Celui qui met en branle sa force, le mec dans toute sa beauté.

Celui que je ne me sens pas souvent avec mon ventre qui ressort, mes nénés gras et poilus et mon sperme qui s'échappe trop vite.

Je veux être fort et être tranquille ; après on pourrait me respecter, m'écouter même si je n'ai rien à dire ; être là sans me sentir déconsidéré.

Que ces mecs me foutent la paix, j'ai envie de leur foutre mon poing sur la gueule une fois pour toutes à ces cons de contremaîtres qui me font et me défont, ces chefs qui veulent me baiser la gueule, me coincer dans les chiottes, des brimades refoulées et des remarques hautaines.

J'en ai marre d'avoir l'air gentil, je veux un papa fort, très fort. Ne serait-ce qu'une fois, baiser une femme et puis m'en foutre ! Et puis le dire. Et puis l'écrire.

Après, je me dis que je serais tranquille, jamais plus on ne me regarderait avec des yeux de doucet fébrile, d'incapable étranger aux royaumes des femmes partagées.

Vouloir baiser ces bourgeoises super fringuées, ces bourgeois mal intentionnés et méprisants qui me dessappent du regard et de la tête aux pieds.

Je ne veux plus me laisser brimer, enculer.

Moi aussi, je veux pouvoir avoir la classe !

Je ne suis pas condamné à crever prolétaire.

Irruption de bestialité parmi les gens de " société "

Je ne veux plus être de ces gentils toutous à féministes, de ces mecs qui traînent leur culpabilité sur les bancs tout neufs des usages distingués.

Je veux moi aussi être un mec comme tout le monde.

Je veux ma part du gâteau.

Pourquoi je devrais être condamné à traîner ma générosité de garçon empaillé sur la croix de la modernité.

Moi aussi je veux pouvoir jouer au phallocrate distingué, enfin être l'objet des désirs secrets et cachés de ces dames.

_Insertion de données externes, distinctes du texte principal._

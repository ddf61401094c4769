/*
 * keysel - subcommands.rs
 *
 * Copyright 2017-2018 Manos Pitsidianakis
 *
 * This file is part of keysel.
 *
 * keysel is free software: you can redistribute it and/or modify
 * it under the terms of the GNU General Public License as published by
 * the Free Software Foundation, either version 3 of the License, or
 * (at your option) any later version.
 *
 * keysel is distributed in the hope that it will be useful,
 * but WITHOUT ANY WARRANTY; without even the implied warranty of
 * MERCHANTABILITY or FITNESS FOR A PARTICULAR PURPOSE.  See the
 * GNU General Public License for more details.
 *
 * You should have received a copy of the GNU General Public License
 * along with keysel. If not, see <http://www.gnu.org/licenses/>.
 */

//! Implementations of the command line subcommands.

use std::io::{prelude::*, BufReader};

use keyselib::{
    crypto::{
        print_certificate_chain, select_key, KeyApplication, KeyInfoPrompts, KeyRequest,
        KeyService, KeyStore, SelectionSession,
    },
    log, ErrorKind, Result, ShellExpandTrait,
};

use crate::{args::PathOrStdio, conf, terminal::LineMenu, *};

fn load_keyring(settings: &Settings, keyring: Option<PathBuf>) -> Result<KeyStore> {
    let path = settings.keyring_path(keyring.as_deref())?;
    KeyStore::load(&path)
}

pub fn select(
    settings: &Settings,
    keyring: Option<PathBuf>,
    address: Option<String>,
    label: Option<String>,
    protocol: KeyApplication,
    pattern: Option<String>,
) -> Result<()> {
    let store = load_keyring(settings, keyring)?;
    let Some(pattern) = pattern.or_else(|| address.clone()).or_else(|| label.clone()) else {
        return Err(Error::new(
            "Nothing to search for: give a PATTERN, --address or --label.",
        )
        .set_kind(ErrorKind::ValueError));
    };
    let candidates = store.list_keys(&pattern, protocol)?;
    if candidates.is_empty() {
        return Err(Error::new(format!("No keys match `{}`.", pattern)).set_kind(ErrorKind::NotFound));
    }
    let request = KeyRequest {
        address,
        label: label.unwrap_or_else(|| pattern.clone()),
        app: protocol,
    };
    let policy = settings.policy();
    let stdin = std::io::stdin();
    let mut ui = LineMenu::new(stdin.lock(), std::io::stderr(), policy.charset);
    let mut pager = CommandPager::new(settings.terminal.pager.as_deref());
    let selection = select_key(&candidates, &request, &policy, &store, &mut ui, &mut pager)?;
    let Some(key) = selection.key else {
        return Err(Error::new("No key selected."));
    };
    log::info!(
        "Selected {}{}",
        key.fpr_or_lkeyid(),
        if selection.forced_valid { " (forced valid)" } else { "" }
    );
    println!(
        "{}{}",
        key.fpr_or_lkeyid(),
        if selection.forced_valid { "!" } else { "" }
    );
    Ok(())
}

pub fn list(
    settings: &Settings,
    keyring: Option<PathBuf>,
    protocol: KeyApplication,
    pattern: Option<String>,
) -> Result<()> {
    let store = load_keyring(settings, keyring)?;
    let pattern = pattern.unwrap_or_default();
    let candidates = store.list_keys(&pattern, protocol)?;
    let request = KeyRequest {
        address: None,
        label: pattern,
        app: protocol,
    };
    let policy = settings.policy();
    let session = SelectionSession::new(&candidates, &request, &policy)?;
    let mut stdout = std::io::stdout().lock();
    for line in session.lines() {
        stdout.write_all(&policy.charset.encode(&line))?;
        stdout.write_all(b"\n")?;
    }
    stdout.flush()?;
    Ok(())
}

pub fn verify(settings: &Settings, keyring: Option<PathBuf>, id: &str) -> Result<()> {
    let store = load_keyring(settings, keyring)?;
    let Some(index) = store.find(id) else {
        return Err(Error::new(format!("No key matches `{}`.", id)).set_kind(ErrorKind::NotFound));
    };
    let mut stdout = std::io::stdout().lock();
    print_certificate_chain(
        &mut stdout,
        &store[index],
        &store,
        KeyInfoPrompts::global(),
        settings.terminal.charset,
    )?;
    stdout.flush()?;
    Ok(())
}

pub fn create_config(path: Option<PathOrStdio>) -> Result<()> {
    let config_path = match path {
        Some(PathOrStdio::Stdio) => {
            let mut stdout = std::io::stdout().lock();
            stdout.write_all(conf::FileSettings::EXAMPLE_CONFIG.as_bytes())?;
            stdout.flush()?;
            return Ok(());
        }
        Some(PathOrStdio::Path(path)) => path.expand(),
        None => conf::get_config_file()?,
    };
    if config_path.exists() {
        return Err(Error::new(format!(
            "File `{}` already exists.\nMaybe you meant to specify another path?",
            config_path.display()
        )));
    }
    conf::create_config_file(&config_path)?;
    Ok(())
}

pub fn test_config(path: Option<PathOrStdio>) -> Result<()> {
    let config_path = match path {
        Some(PathOrStdio::Stdio) => {
            let mut input = String::new();
            BufReader::new(std::io::stdin().lock()).read_to_string(&mut input)?;
            conf::FileSettings::validate_string(&input)?;
            return Ok(());
        }
        Some(PathOrStdio::Path(path)) => path.expand(),
        None => conf::get_config_file()?,
    };
    conf::FileSettings::validate(config_path)?;
    Ok(())
}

Le mec, sûr de lui, celui qui en impose, le cadre qui s'habille " New-man " et qui fait rêver ces femmes.

Celui qu'a les gros bras du camionneur et la distinction du gentleman cambrioleur des fantasmes obstrués.

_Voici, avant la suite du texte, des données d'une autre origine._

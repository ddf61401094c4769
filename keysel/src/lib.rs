/*
 * keysel - lib.rs
 *
 * Copyright 2017-2018 Manos Pitsidianakis
 *
 * This file is part of keysel.
 *
 * keysel is free software: you can redistribute it and/or modify
 * it under the terms of the GNU General Public License as published by
 * the Free Software Foundation, either version 3 of the License, or
 * (at your option) any later version.
 *
 * keysel is distributed in the hope that it will be useful,
 * but WITHOUT ANY WARRANTY; without even the implied warranty of
 * MERCHANTABILITY or FITNESS FOR A PARTICULAR PURPOSE.  See the
 * GNU General Public License for more details.
 *
 * You should have received a copy of the GNU General Public License
 * along with keysel. If not, see <http://www.gnu.org/licenses/>.
 */

#![deny(
    rustdoc::redundant_explicit_links,
    unsafe_op_in_unsafe_fn,
    /* groups */
    clippy::correctness,
    clippy::suspicious,
    clippy::complexity,
    clippy::perf,
    clippy::cargo,
    clippy::nursery,
    clippy::style,
    /* restriction */
    clippy::dbg_macro,
    clippy::rc_buffer,
    clippy::as_underscore,
    clippy::assertions_on_result_states,
    /* rustdoc */
    rustdoc::broken_intra_doc_links,
    /* pedantic */
    clippy::doc_markdown,
    clippy::expect_fun_call,
    clippy::or_fun_call,
    clippy::bool_to_int_with_if,
    clippy::borrow_as_ptr,
    clippy::unused_enumerate_index,
    clippy::unnecessary_fallible_conversions,
    clippy::struct_field_names,
    clippy::manual_hash_one,
    clippy::into_iter_without_iter,
)]
#![allow(
    clippy::option_if_let_else,
    clippy::missing_const_for_fn,
    clippy::significant_drop_tightening,
    clippy::multiple_crate_versions,
    clippy::significant_drop_in_scrutinee,
    clippy::cognitive_complexity
)]

//! This crate contains the frontend stuff of the application: configuration,
//! command line arguments and a line based terminal menu.
//!
//! Key handling is done in the `keyselib` crate. The split is done to be able
//! to embed the selection dialog in other frontends with the same innards.

pub use std::path::PathBuf;

#[macro_use]
extern crate serde_derive;

pub extern crate termion;

pub use structopt::StructOpt;

pub extern crate keyselib;
pub use keyselib::{error::*, log, LogLevel, ShellExpandTrait};

pub mod args;
pub mod subcommands;

pub mod terminal;
pub use crate::terminal::{Ask, LineMenu};

pub mod pager;
pub use crate::pager::CommandPager;

pub mod conf;
pub use crate::conf::Settings;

Ma tête se fracasse sur le fronton des idées modernisées, sur la digue des blabla décomposés et fadasses.

C'est le tonnerre qui résonne dans ma tête, c'est la foudre qui traverse mon sexe, je tremble de tous mes membres.

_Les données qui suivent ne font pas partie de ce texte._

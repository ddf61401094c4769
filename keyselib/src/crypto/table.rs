//
// keysel - crypto::table
//
// Copyright 2017 Emmanouil Pitsidianakis <manos@pitsidianak.is>
//
// This file is part of keysel.
//
// keysel is free software: you can redistribute it and/or modify
// it under the terms of the GNU General Public License as published by
// the Free Software Foundation, either version 3 of the License, or
// (at your option) any later version.
//
// keysel is distributed in the hope that it will be useful,
// but WITHOUT ANY WARRANTY; without even the implied warranty of
// MERCHANTABILITY or FITNESS FOR A PARTICULAR PURPOSE.  See the
// GNU General Public License for more details.
//
// You should have received a copy of the GNU General Public License
// along with keysel. If not, see <http://www.gnu.org/licenses/>.
//
// SPDX-License-Identifier: EUPL-1.2 OR GPL-3.0-or-later

//! The filtered and sorted table of keys shown to the user.

use super::{KeyIndex, KeySort, KeyStore};
use crate::error::{Error, KeySelectionErrorKind, Result};

/// One row of a [`KeyTable`].
#[derive(Clone, Copy, Debug, Eq, PartialEq)]
pub struct KeyTableEntry {
    /// 1-based display number.
    pub num: usize,
    pub index: KeyIndex,
}

#[derive(Clone, Debug, Default, Eq, PartialEq)]
pub struct KeyTable {
    entries: Vec<KeyTableEntry>,
    /// Whether keys were left out because they are expired, revoked or
    /// disabled.
    pub unusable_excluded: bool,
}

impl KeyTable {
    /// Collect the keys of `store`, leaving out unusable keys unless
    /// `show_unusable` is set.
    ///
    /// Fails with [`KeySelectionErrorKind::AllKeysUnusable`] if keys were
    /// left out and none remain.
    pub fn build(store: &KeyStore, show_unusable: bool) -> Result<Self> {
        let mut entries = Vec::new();
        let mut unusable_excluded = false;
        for (index, key) in store.iter() {
            if !show_unusable && !key.is_usable() {
                unusable_excluded = true;
                continue;
            }
            entries.push(KeyTableEntry {
                num: entries.len() + 1,
                index,
            });
        }
        if entries.is_empty() && unusable_excluded {
            return Err(Error::new("All matching keys are marked expired/revoked")
                .set_kind(KeySelectionErrorKind::AllKeysUnusable.into()));
        }
        Ok(Self {
            entries,
            unusable_excluded,
        })
    }

    /// Sort by `sort` and renumber the entries.
    pub fn sort(&mut self, store: &KeyStore, sort: KeySort) {
        self.entries
            .sort_by(|a, b| sort.order(&store[a.index], &store[b.index]));
        for (i, e) in self.entries.iter_mut().enumerate() {
            e.num = i + 1;
        }
    }

    pub fn entries(&self) -> &[KeyTableEntry] {
        &self.entries
    }

    pub fn get(&self, i: usize) -> Option<&KeyTableEntry> {
        self.entries.get(i)
    }

    pub fn len(&self) -> usize {
        self.entries.len()
    }

    pub fn is_empty(&self) -> bool {
        self.entries.is_empty()
    }
}
/*
 * keysel - keyselib logging
 *
 * Copyright 2019 Manos Pitsidianakis
 *
 * This file is part of keysel.
 *
 * keysel is free software: you can redistribute it and/or modify
 * it under the terms of the GNU General Public License as published by
 * the Free Software Foundation, either version 3 of the License, or
 * (at your option) any later version.
 *
 * keysel is distributed in the hope that it will be useful,
 * but WITHOUT ANY WARRANTY; without even the implied warranty of
 * MERCHANTABILITY or FITNESS FOR A PARTICULAR PURPOSE.  See the
 * GNU General Public License for more details.
 *
 * You should have received a copy of the GNU General Public License
 * along with keysel. If not, see <http://www.gnu.org/licenses/>.
 */

use std::{
    fs::OpenOptions,
    io::{BufWriter, Write},
    path::{Path, PathBuf},
    sync::{
        atomic::{AtomicU8, Ordering},
        Arc, Mutex,
    },
};

use log::{Level, LevelFilter, Log, Metadata, Record};

use crate::error::{Error, ErrorKind, Result, ResultIntoError};

/// Environment variable that mirrors every log record to stderr.
pub const DEBUG_STDERR_ENV_VAR: &str = "KEYSEL_DEBUG_STDERR";

#[derive(Clone, Copy, Debug, Default, Deserialize, Eq, Hash, PartialEq, PartialOrd, Serialize)]
#[repr(u8)]
pub enum LogLevel {
    OFF = 0,
    ERROR,
    WARN,
    #[default]
    INFO,
    DEBUG,
    TRACE,
}

impl From<u8> for LogLevel {
    fn from(verbosity: u8) -> Self {
        match verbosity {
            0 => Self::OFF,
            1 => Self::ERROR,
            2 => Self::WARN,
            3 => Self::INFO,
            4 => Self::DEBUG,
            _ => Self::TRACE,
        }
    }
}

impl From<LogLevel> for Level {
    fn from(l: LogLevel) -> Self {
        match l {
            LogLevel::ERROR => Self::Error,
            LogLevel::WARN => Self::Warn,
            LogLevel::OFF | LogLevel::INFO => Self::Info,
            LogLevel::DEBUG => Self::Debug,
            LogLevel::TRACE => Self::Trace,
        }
    }
}

impl From<LogLevel> for LevelFilter {
    fn from(l: LogLevel) -> Self {
        match l {
            LogLevel::OFF => Self::Off,
            LogLevel::ERROR => Self::Error,
            LogLevel::WARN => Self::Warn,
            LogLevel::INFO => Self::Info,
            LogLevel::DEBUG => Self::Debug,
            LogLevel::TRACE => Self::Trace,
        }
    }
}

impl std::fmt::Display for LogLevel {
    fn fmt(&self, f: &mut std::fmt::Formatter) -> std::fmt::Result {
        write!(
            f,
            "{}",
            match self {
                OFF => "OFF",
                ERROR => "ERROR",
                WARN => "WARN",
                INFO => "INFO",
                DEBUG => "DEBUG",
                TRACE => "TRACE",
            }
        )
    }
}

impl std::str::FromStr for LogLevel {
    type Err = Error;

    fn from_str(s: &str) -> Result<Self> {
        Ok(match s.trim() {
            s if s.eq_ignore_ascii_case("off") => OFF,
            s if s.eq_ignore_ascii_case("error") => ERROR,
            s if s.eq_ignore_ascii_case("warn") => WARN,
            s if s.eq_ignore_ascii_case("info") => INFO,
            s if s.eq_ignore_ascii_case("debug") => DEBUG,
            s if s.eq_ignore_ascii_case("trace") => TRACE,
            other => {
                return Err(Error::new(format!("Invalid log level `{}`", other))
                    .set_details("Valid values are OFF, ERROR, WARN, INFO, DEBUG and TRACE.")
                    .set_kind(ErrorKind::ValueError))
            }
        })
    }
}

use LogLevel::*;

#[derive(Clone, Copy, Debug, Default, Deserialize, Eq, Hash, PartialEq, PartialOrd, Serialize)]
pub enum Destination {
    File,
    #[default]
    Stderr,
    None,
}

struct FileOutput {
    writer: BufWriter<Box<dyn Write + Send>>,
    path: PathBuf,
}

#[derive(Clone)]
pub struct StderrLogger {
    dest: Arc<Mutex<FileOutput>>,
    level: Arc<AtomicU8>,
    print_level: bool,
    print_module_names: bool,
    debug_dest: Destination,
}

impl std::fmt::Debug for StderrLogger {
    fn fmt(&self, fmt: &mut std::fmt::Formatter) -> std::fmt::Result {
        fmt.debug_struct(stringify!(StderrLogger))
            .field("level", &LogLevel::from(self.level.load(Ordering::SeqCst)))
            .field("print_level", &self.print_level)
            .field("print_module_names", &self.print_module_names)
            .field("debug_dest", &self.debug_dest)
            .finish()
    }
}

impl Default for StderrLogger {
    fn default() -> Self {
        Self::new(LogLevel::default())
    }
}

fn open_log_file(path: &Path) -> Result<Box<dyn Write + Send>> {
    let file = OpenOptions::new()
        .append(true)
        .create(true)
        .read(true)
        .open(path)
        .chain_err_summary(|| format!("Could not open log file {}", path.display()))?;
    Ok(Box::new(file))
}

/// Default log file location, `$XDG_DATA_HOME/keysel/keysel.log`.
pub fn default_log_path() -> Result<PathBuf> {
    let data_dir = xdg::BaseDirectories::with_prefix("keysel")?;
    Ok(data_dir.place_data_file("keysel.log")?)
}

impl StderrLogger {
    /// Create a logger and install it as the global `log` logger.
    ///
    /// Records go to the log file under the XDG data directory; if it cannot
    /// be opened they go to stderr instead.
    pub fn new(level: LogLevel) -> Self {
        use std::sync::Once;

        static INIT_STDERR_LOGGING: Once = Once::new();

        let (writer, path): (Box<dyn Write + Send>, PathBuf) = if cfg!(test) {
            (Box::new(std::io::stderr()), PathBuf::new())
        } else {
            match default_log_path().and_then(|path| Ok((open_log_file(&path)?, path))) {
                Ok((w, path)) => (w, path),
                Err(_) => (Box::new(std::io::stderr()), PathBuf::new()),
            }
        };
        let logger = Self {
            dest: Arc::new(Mutex::new(FileOutput {
                writer: BufWriter::new(writer),
                path,
            })),
            level: Arc::new(AtomicU8::new(level as u8)),
            print_level: true,
            print_module_names: true,
            debug_dest: if cfg!(test) || std::env::var(DEBUG_STDERR_ENV_VAR).is_ok() {
                Destination::Stderr
            } else {
                Destination::None
            },
        };

        #[cfg(feature = "debug-tracing")]
        log::set_max_level(
            if matches!(LevelFilter::from(logger.log_level()), LevelFilter::Off) {
                LevelFilter::Off
            } else {
                LevelFilter::Trace
            },
        );
        #[cfg(not(feature = "debug-tracing"))]
        log::set_max_level(LevelFilter::from(logger.log_level()));

        INIT_STDERR_LOGGING.call_once(|| {
            _ = log::set_boxed_logger(Box::new(logger.clone()));
        });
        logger
    }

    pub fn log_level(&self) -> LogLevel {
        self.level.load(Ordering::SeqCst).into()
    }

    pub fn change_log_level(&self, new_val: LogLevel) {
        self.level.store(new_val as u8, Ordering::SeqCst);
        log::set_max_level(LevelFilter::from(new_val));
    }

    pub fn change_log_dest(&mut self, path: PathBuf) -> Result<()> {
        use crate::utils::shellexpand::ShellExpandTrait;

        let path = path.expand();
        let writer = open_log_file(&path)?;
        let mut dest = self.dest.lock()?;
        *dest = FileOutput {
            writer: BufWriter::new(writer),
            path,
        };
        Ok(())
    }

    pub fn log_dest(&self) -> PathBuf {
        self.dest
            .lock()
            .map(|d| d.path.clone())
            .unwrap_or_default()
    }
}

impl Log for StderrLogger {
    fn enabled(&self, metadata: &Metadata) -> bool {
        metadata.level() <= Level::from(self.log_level())
            || !matches!(self.debug_dest, Destination::None)
    }

    fn log(&self, record: &Record) {
        if !self.enabled(record.metadata()) {
            return;
        }

        fn write(
            writer: &mut impl Write,
            record: &Record,
            (print_level, print_module_names): (bool, bool),
        ) -> Option<()> {
            writer
                .write_all(
                    super::datetime::timestamp_to_string(
                        super::datetime::now(),
                        Some(super::datetime::formats::RFC3339_DATETIME_AND_SPACE),
                        false,
                    )
                    .as_bytes(),
                )
                .ok()?;
            writer.write_all(b" [").ok()?;
            if print_level {
                writer
                    .write_all(record.level().to_string().as_bytes())
                    .ok()?;
            }
            write!(writer, "]: ").ok()?;
            if print_module_names {
                write!(writer, "{}: ", record.metadata().target()).ok()?;
            }
            write!(writer, "{}", record.args()).ok()?;
            writer.write_all(b"\n").ok()?;
            writer.flush().ok()?;
            Some(())
        }

        match (
            self.debug_dest,
            record.metadata().level() <= Level::from(self.log_level()),
        ) {
            (Destination::None, false) => {}
            (Destination::None | Destination::File, _) => {
                _ = self.dest.lock().ok().and_then(|mut d| {
                    write(
                        &mut d.writer,
                        record,
                        (self.print_level, self.print_module_names),
                    )
                });
            }
            (Destination::Stderr, true) => {
                _ = self.dest.lock().ok().and_then(|mut d| {
                    write(
                        &mut d.writer,
                        record,
                        (self.print_level, self.print_module_names),
                    )
                });
                _ = write(
                    &mut std::io::stderr(),
                    record,
                    (self.print_level, self.print_module_names),
                );
            }
            (Destination::Stderr, false) => {
                _ = write(
                    &mut std::io::stderr(),
                    record,
                    (self.print_level, self.print_module_names),
                );
            }
        }
    }

    fn flush(&self) {
        self.dest
            .lock()
            .ok()
            .and_then(|mut w| w.writer.flush().ok());
    }
}
//
// keysel - error module
//
// Copyright 2017 Emmanouil Pitsidianakis <manos@pitsidianak.is>
//
// This file is part of keysel.
//
// keysel is free software: you can redistribute it and/or modify
// it under the terms of the GNU General Public License as published by
// the Free Software Foundation, either version 3 of the License, or
// (at your option) any later version.
//
// keysel is distributed in the hope that it will be useful,
// but WITHOUT ANY WARRANTY; without even the implied warranty of
// MERCHANTABILITY or FITNESS FOR A PARTICULAR PURPOSE.  See the
// GNU General Public License for more details.
//
// You should have received a copy of the GNU General Public License
// along with keysel. If not, see <http://www.gnu.org/licenses/>.
//
// SPDX-License-Identifier: EUPL-1.2 OR GPL-3.0-or-later

//! An error object for `keyselib`

use std::{borrow::Cow, io, result, str, string, sync::Arc};

pub type Result<T> = result::Result<T, Error>;

mod keys;
pub use keys::*;

#[macro_export]
macro_rules! src_err_arc_wrap {
    ($err:expr) => {{
        (Box::new($err) as Box<dyn std::error::Error + Send + Sync + 'static>).into()
    }};
}

#[derive(Clone, Copy, Debug, Default, Eq, PartialEq)]
pub enum ErrorKind {
    #[default]
    None,
    External,
    Bug,
    Configuration,
    NotFound,
    ValueError,
    OSError,
    Platform,
    /// Key selection failures, see [`KeySelectionErrorKind`].
    KeySelection(KeySelectionErrorKind),
}

impl std::fmt::Display for ErrorKind {
    fn fmt(&self, fmt: &mut std::fmt::Formatter) -> std::fmt::Result {
        write!(
            fmt,
            "{}",
            match self {
                Self::None => "None",
                Self::External => "External",
                Self::Bug => "Bug, please report this!",
                Self::Configuration => "Configuration",
                Self::NotFound => "Not found",
                Self::ValueError => "Invalid value",
                Self::OSError => "OS Error",
                Self::Platform => "Platform/Runtime environment error",
                Self::KeySelection(inner) => inner.as_str(),
            }
        )
    }
}

macro_rules! is_variant {
    ($n:ident, $($var:tt)+) => {
        #[inline]
        pub fn $n(&self) -> bool {
            matches!(self, Self::$($var)*)
        }
    };
}

impl ErrorKind {
    is_variant! { is_bug, Bug }
    is_variant! { is_configuration, Configuration }
    is_variant! { is_external, External }
    is_variant! { is_not_found, NotFound }
    is_variant! { is_value_error, ValueError }
    is_variant! { is_key_selection, KeySelection(_) }
    is_variant! { is_all_keys_unusable, KeySelection(KeySelectionErrorKind::AllKeysUnusable) }
    is_variant! { is_invalid_dn, KeySelection(KeySelectionErrorKind::InvalidDistinguishedName) }
    is_variant! { is_issuer_lookup, KeySelection(KeySelectionErrorKind::IssuerLookup) }
    is_variant! { is_temporary_file, KeySelection(KeySelectionErrorKind::TemporaryFile) }
}

#[derive(Clone, Debug)]
pub struct Error {
    pub summary: Cow<'static, str>,
    pub details: Option<Cow<'static, str>>,
    pub source: Option<Arc<dyn std::error::Error + Send + Sync + 'static>>,
    pub kind: ErrorKind,
}

pub trait IntoError {
    fn set_err_summary<M>(self, msg: M) -> Error
    where
        M: Into<Cow<'static, str>>;

    fn set_err_details<M>(self, msg: M) -> Error
    where
        M: Into<Cow<'static, str>>;
    fn set_err_kind(self, kind: ErrorKind) -> Error;
}

pub trait ResultIntoError<T> {
    fn chain_err_summary<M, F>(self, msg_fn: F) -> Result<T>
    where
        F: Fn() -> M,
        M: Into<Cow<'static, str>>;

    fn chain_err_details<M, F>(self, msg_fn: F) -> Result<T>
    where
        F: Fn() -> M,
        M: Into<Cow<'static, str>>;

    fn chain_err_kind(self, kind: ErrorKind) -> Result<T>;
}

impl<I: Into<Error>> IntoError for I {
    #[inline]
    fn set_err_summary<M>(self, msg: M) -> Error
    where
        M: Into<Cow<'static, str>>,
    {
        let err: Error = self.into();
        err.set_summary(msg)
    }

    #[inline]
    fn set_err_details<M>(self, msg: M) -> Error
    where
        M: Into<Cow<'static, str>>,
    {
        let err: Error = self.into();
        err.set_details(msg)
    }

    #[inline]
    fn set_err_kind(self, kind: ErrorKind) -> Error {
        let err: Error = self.into();
        err.set_kind(kind)
    }
}

impl<T, I: Into<Error>> ResultIntoError<T> for std::result::Result<T, I> {
    #[inline]
    fn chain_err_summary<M, F>(self, msg_fn: F) -> Result<T>
    where
        F: Fn() -> M,
        M: Into<Cow<'static, str>>,
    {
        self.map_err(|err| err.set_err_summary(msg_fn()))
    }

    #[inline]
    fn chain_err_details<M, F>(self, msg_fn: F) -> Result<T>
    where
        F: Fn() -> M,
        M: Into<Cow<'static, str>>,
    {
        self.map_err(|err| err.set_err_details(msg_fn()))
    }

    #[inline]
    fn chain_err_kind(self, kind: ErrorKind) -> Result<T> {
        self.map_err(|err| err.set_err_kind(kind))
    }
}

impl Error {
    pub fn new<M>(msg: M) -> Self
    where
        M: Into<Cow<'static, str>>,
    {
        Self {
            summary: msg.into(),
            details: None,
            source: None,
            kind: ErrorKind::None,
        }
    }

    pub fn set_details<M>(mut self, details: M) -> Self
    where
        M: Into<Cow<'static, str>>,
    {
        if let Some(old_details) = self.details.as_ref() {
            self.details = Some(format!("{}. {}", old_details, details.into()).into());
        } else {
            self.details = Some(details.into());
        }
        self
    }

    pub fn set_summary<M>(mut self, summary: M) -> Self
    where
        M: Into<Cow<'static, str>>,
    {
        let summary = summary.into();
        if self.summary.is_empty() {
            self.summary = summary;
        } else {
            self.summary = format!("{}: {}", summary, self.summary).into();
        }
        self
    }

    pub fn set_source(
        mut self,
        new_val: Option<Arc<dyn std::error::Error + Send + Sync + 'static>>,
    ) -> Self {
        self.source = new_val;
        self
    }

    pub fn set_kind(mut self, new_val: ErrorKind) -> Self {
        self.kind = new_val;
        self
    }
}

impl std::fmt::Display for Error {
    fn fmt(&self, f: &mut std::fmt::Formatter) -> std::fmt::Result {
        write!(f, "{}", self.summary)?;
        if let Some(details) = self.details.as_ref() {
            if !details.trim().is_empty() {
                write!(f, "\n{}", details)?;
            }
        }
        if let Some(source) = self.source.as_ref() {
            write!(f, "\nCaused by: {}", source)?;
        }
        if self.kind != ErrorKind::None {
            write!(f, "\nError kind: {}", self.kind)?;
        }
        Ok(())
    }
}

impl std::error::Error for Error {
    fn source(&self) -> Option<&(dyn std::error::Error + 'static)> {
        self.source
            .as_ref()
            .map(|s| &(*(*s)) as &(dyn std::error::Error + 'static))
    }
}

impl From<io::Error> for Error {
    #[inline]
    fn from(err: io::Error) -> Self {
        let kind = match err.kind() {
            io::ErrorKind::NotFound => ErrorKind::NotFound,
            _ => ErrorKind::OSError,
        };
        Self::new(err.to_string())
            .set_details(err.kind().to_string())
            .set_source(Some(Arc::new(err)))
            .set_kind(kind)
    }
}

impl From<string::FromUtf8Error> for Error {
    #[inline]
    fn from(err: string::FromUtf8Error) -> Self {
        Self::new(err.to_string())
            .set_source(Some(Arc::new(err)))
            .set_kind(ErrorKind::ValueError)
    }
}

impl From<str::Utf8Error> for Error {
    #[inline]
    fn from(err: str::Utf8Error) -> Self {
        Self::new(err.to_string())
            .set_source(Some(Arc::new(err)))
            .set_kind(ErrorKind::ValueError)
    }
}

impl From<serde_json::error::Error> for Error {
    #[inline]
    fn from(err: serde_json::error::Error) -> Self {
        Self::new(err.to_string())
            .set_source(Some(Arc::new(err)))
            .set_kind(ErrorKind::ValueError)
    }
}

impl From<nix::Error> for Error {
    #[inline]
    fn from(err: nix::Error) -> Self {
        Self::new(err.to_string())
            .set_source(Some(Arc::new(err)))
            .set_kind(ErrorKind::OSError)
    }
}

impl From<xdg::BaseDirectoriesError> for Error {
    #[inline]
    fn from(err: xdg::BaseDirectoriesError) -> Self {
        Self::new(err.to_string())
            .set_source(Some(Arc::new(err)))
            .set_kind(ErrorKind::Platform)
    }
}

impl From<Box<dyn std::error::Error + Sync + Send + 'static>> for Error {
    #[inline]
    fn from(err: Box<dyn std::error::Error + Sync + Send + 'static>) -> Self {
        Self::new(err.to_string()).set_source(Some(err.into()))
    }
}

impl<T> From<std::sync::PoisonError<T>> for Error {
    #[inline]
    fn from(err: std::sync::PoisonError<T>) -> Self {
        Self::new(err.to_string()).set_kind(ErrorKind::Bug)
    }
}

impl From<&str> for Error {
    #[inline]
    fn from(err: &str) -> Self {
        Self::new(err.to_string())
    }
}

impl From<String> for Error {
    #[inline]
    fn from(err: String) -> Self {
        Self::new(err)
    }
}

C'est l'épilepsie des sens et tout explose dans la puissance.

Silence.

Je suis fatigué, j'ai dû trop rêver. Je n'aurais jamais cru que j'y sois arrivé, curieux effet que celui de me dire : " c'est moi ça ".

Je suis à peine soulagé.

Ça me fait tout drôle et j'aimerais être consolé, sentir une main sur moi, un sourire léger de connivence et de sérénité :

" Tu crois vraiment que c'est pas trop dangereux tout ça ! "

" Tu crois vraiment que tu vas pouvoir continuer à aimer ! "

Tu sais, ça me fait peur, comme si j'avais cru éclater et qu'après tout soit cassé. Peur d'avoir à être ramassé à la petite cuillère, débris de ma personnalité ébréchée.

Jean-Louis Legrand

 

Cinq semaines plus tard :

tempête et paix

d'un samedi soir

Je n'en peux plus.

Jean-Louis n'en peut plus.

Je pleure.

Tout à l'heure, j'avais envie de tout casser, je donnais des coups de pieds.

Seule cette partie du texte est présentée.